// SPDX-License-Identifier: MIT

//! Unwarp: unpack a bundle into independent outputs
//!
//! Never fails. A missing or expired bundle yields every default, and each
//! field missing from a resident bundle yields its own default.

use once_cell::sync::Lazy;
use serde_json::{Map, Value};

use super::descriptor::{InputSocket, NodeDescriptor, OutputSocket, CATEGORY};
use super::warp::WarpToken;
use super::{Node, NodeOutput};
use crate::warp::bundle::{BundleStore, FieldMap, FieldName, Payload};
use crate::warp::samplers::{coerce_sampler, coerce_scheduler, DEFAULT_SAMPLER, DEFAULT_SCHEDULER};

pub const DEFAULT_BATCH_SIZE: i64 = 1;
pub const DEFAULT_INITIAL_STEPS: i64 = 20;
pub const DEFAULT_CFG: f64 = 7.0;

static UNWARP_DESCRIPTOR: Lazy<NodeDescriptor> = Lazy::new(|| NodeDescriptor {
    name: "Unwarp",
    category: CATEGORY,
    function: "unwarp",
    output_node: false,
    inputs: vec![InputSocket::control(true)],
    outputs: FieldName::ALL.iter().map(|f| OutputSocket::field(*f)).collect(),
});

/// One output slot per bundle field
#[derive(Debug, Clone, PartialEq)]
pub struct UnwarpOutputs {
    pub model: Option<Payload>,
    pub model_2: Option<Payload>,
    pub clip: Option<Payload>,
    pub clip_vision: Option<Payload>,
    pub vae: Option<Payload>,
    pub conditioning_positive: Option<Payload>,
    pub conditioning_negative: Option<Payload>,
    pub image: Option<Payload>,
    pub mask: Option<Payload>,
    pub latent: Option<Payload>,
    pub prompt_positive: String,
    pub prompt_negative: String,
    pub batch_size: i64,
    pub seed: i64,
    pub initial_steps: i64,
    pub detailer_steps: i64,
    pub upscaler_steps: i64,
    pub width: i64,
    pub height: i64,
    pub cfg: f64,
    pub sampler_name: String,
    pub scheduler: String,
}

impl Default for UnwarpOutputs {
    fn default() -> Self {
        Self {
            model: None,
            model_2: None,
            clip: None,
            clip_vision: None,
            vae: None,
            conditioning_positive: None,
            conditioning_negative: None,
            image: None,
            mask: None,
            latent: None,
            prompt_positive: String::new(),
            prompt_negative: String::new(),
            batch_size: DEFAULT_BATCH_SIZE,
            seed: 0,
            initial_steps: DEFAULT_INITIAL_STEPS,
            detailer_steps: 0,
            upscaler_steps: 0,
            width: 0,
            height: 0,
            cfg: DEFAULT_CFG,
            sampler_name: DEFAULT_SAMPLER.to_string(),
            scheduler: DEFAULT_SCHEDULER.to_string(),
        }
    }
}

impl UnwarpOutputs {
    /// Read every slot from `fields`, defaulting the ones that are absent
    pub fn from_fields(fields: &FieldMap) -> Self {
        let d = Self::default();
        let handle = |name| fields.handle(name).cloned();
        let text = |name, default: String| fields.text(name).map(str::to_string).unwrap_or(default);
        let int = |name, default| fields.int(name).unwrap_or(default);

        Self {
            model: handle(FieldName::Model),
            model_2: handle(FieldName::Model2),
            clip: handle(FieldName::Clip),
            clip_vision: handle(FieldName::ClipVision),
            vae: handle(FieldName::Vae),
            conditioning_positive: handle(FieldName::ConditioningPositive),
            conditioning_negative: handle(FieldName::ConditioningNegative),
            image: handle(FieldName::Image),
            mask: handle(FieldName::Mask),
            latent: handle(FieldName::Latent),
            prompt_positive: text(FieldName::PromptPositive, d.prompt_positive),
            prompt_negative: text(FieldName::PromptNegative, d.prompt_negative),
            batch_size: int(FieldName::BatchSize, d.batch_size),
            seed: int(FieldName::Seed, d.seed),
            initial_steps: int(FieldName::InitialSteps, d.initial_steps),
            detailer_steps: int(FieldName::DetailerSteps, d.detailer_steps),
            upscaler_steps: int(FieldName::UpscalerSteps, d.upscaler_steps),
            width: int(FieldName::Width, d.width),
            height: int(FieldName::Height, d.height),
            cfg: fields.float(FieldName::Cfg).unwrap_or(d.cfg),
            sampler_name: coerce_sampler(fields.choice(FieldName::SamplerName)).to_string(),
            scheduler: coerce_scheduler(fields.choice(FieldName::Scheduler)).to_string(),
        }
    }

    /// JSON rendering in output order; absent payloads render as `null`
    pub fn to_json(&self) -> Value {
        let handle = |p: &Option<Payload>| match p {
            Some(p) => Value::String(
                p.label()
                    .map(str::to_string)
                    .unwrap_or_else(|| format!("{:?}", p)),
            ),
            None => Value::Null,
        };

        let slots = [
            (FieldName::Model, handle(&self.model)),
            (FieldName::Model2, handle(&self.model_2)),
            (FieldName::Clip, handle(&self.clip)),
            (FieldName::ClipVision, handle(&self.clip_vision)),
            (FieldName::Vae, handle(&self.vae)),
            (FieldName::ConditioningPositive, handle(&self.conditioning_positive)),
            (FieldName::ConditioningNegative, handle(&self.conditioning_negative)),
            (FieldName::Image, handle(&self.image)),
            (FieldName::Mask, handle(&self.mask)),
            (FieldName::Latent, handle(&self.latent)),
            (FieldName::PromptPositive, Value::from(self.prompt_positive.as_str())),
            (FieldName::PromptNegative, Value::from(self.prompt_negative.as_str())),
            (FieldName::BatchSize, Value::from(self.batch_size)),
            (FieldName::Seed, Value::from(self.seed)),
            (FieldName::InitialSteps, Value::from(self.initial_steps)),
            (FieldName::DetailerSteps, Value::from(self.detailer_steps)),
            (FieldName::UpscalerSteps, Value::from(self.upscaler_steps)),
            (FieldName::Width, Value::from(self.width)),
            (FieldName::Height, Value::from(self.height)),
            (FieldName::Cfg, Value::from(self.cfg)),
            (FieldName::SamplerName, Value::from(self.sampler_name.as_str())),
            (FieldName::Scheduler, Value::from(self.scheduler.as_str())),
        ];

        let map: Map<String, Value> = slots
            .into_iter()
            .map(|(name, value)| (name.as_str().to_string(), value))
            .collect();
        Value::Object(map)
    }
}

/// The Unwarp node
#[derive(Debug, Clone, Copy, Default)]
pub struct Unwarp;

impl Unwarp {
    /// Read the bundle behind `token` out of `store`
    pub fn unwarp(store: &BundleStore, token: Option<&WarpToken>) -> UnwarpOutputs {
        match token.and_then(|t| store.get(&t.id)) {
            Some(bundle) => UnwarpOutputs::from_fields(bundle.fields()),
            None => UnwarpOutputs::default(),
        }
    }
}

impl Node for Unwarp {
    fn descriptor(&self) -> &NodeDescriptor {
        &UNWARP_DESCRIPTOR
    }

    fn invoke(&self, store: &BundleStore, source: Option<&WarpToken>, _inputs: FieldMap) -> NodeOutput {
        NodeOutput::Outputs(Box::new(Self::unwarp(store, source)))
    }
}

━━━━

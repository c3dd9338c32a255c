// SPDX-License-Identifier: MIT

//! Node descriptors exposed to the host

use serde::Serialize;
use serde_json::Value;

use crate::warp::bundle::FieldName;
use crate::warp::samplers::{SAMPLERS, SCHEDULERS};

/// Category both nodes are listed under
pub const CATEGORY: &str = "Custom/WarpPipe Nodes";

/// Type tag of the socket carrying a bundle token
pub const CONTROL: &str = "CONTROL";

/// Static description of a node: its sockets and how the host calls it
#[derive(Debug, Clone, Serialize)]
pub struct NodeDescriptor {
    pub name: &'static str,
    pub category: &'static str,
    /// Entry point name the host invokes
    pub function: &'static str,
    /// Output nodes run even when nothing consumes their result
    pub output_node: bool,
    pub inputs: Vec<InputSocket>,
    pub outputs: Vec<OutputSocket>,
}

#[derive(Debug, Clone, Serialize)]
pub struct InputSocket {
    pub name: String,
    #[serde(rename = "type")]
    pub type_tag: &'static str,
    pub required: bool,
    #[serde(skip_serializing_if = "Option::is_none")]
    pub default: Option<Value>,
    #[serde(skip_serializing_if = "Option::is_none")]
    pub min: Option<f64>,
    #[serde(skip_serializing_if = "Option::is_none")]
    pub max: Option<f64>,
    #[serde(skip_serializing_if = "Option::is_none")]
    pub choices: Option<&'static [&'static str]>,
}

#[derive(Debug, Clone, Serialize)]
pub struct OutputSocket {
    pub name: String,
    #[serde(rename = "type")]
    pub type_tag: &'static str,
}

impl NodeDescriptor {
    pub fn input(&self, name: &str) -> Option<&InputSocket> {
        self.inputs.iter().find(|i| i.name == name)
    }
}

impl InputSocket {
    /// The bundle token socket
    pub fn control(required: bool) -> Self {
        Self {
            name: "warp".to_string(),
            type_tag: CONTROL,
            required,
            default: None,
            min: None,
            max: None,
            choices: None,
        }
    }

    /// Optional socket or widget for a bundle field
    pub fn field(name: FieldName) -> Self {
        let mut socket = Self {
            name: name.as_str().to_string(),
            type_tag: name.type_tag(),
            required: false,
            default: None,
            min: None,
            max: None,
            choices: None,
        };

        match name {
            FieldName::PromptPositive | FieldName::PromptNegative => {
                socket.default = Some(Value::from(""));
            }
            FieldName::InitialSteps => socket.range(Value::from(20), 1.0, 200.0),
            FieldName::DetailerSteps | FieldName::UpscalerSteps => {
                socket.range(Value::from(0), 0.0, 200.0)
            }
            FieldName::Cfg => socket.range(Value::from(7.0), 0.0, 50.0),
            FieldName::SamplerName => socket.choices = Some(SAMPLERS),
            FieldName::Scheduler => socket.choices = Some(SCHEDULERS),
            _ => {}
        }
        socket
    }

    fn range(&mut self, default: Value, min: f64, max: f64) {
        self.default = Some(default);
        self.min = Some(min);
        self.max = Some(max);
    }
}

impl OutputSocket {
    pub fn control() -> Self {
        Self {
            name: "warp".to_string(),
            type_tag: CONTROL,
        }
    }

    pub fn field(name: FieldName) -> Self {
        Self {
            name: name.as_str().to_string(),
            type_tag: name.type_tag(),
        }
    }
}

━━━━

Task prompt:
Which lines above contain the word "range"? List them.

Task response:
            FieldName::InitialSteps => socket.range(Value::from(20), 1.0, 200.0),
                socket.range(Value::from(0), 0.0, 200.0)
            FieldName::Cfg => socket.range(Value::from(7.0), 0.0, 50.0),
    fn range(&mut self, default: Value, min: f64, max: f64) {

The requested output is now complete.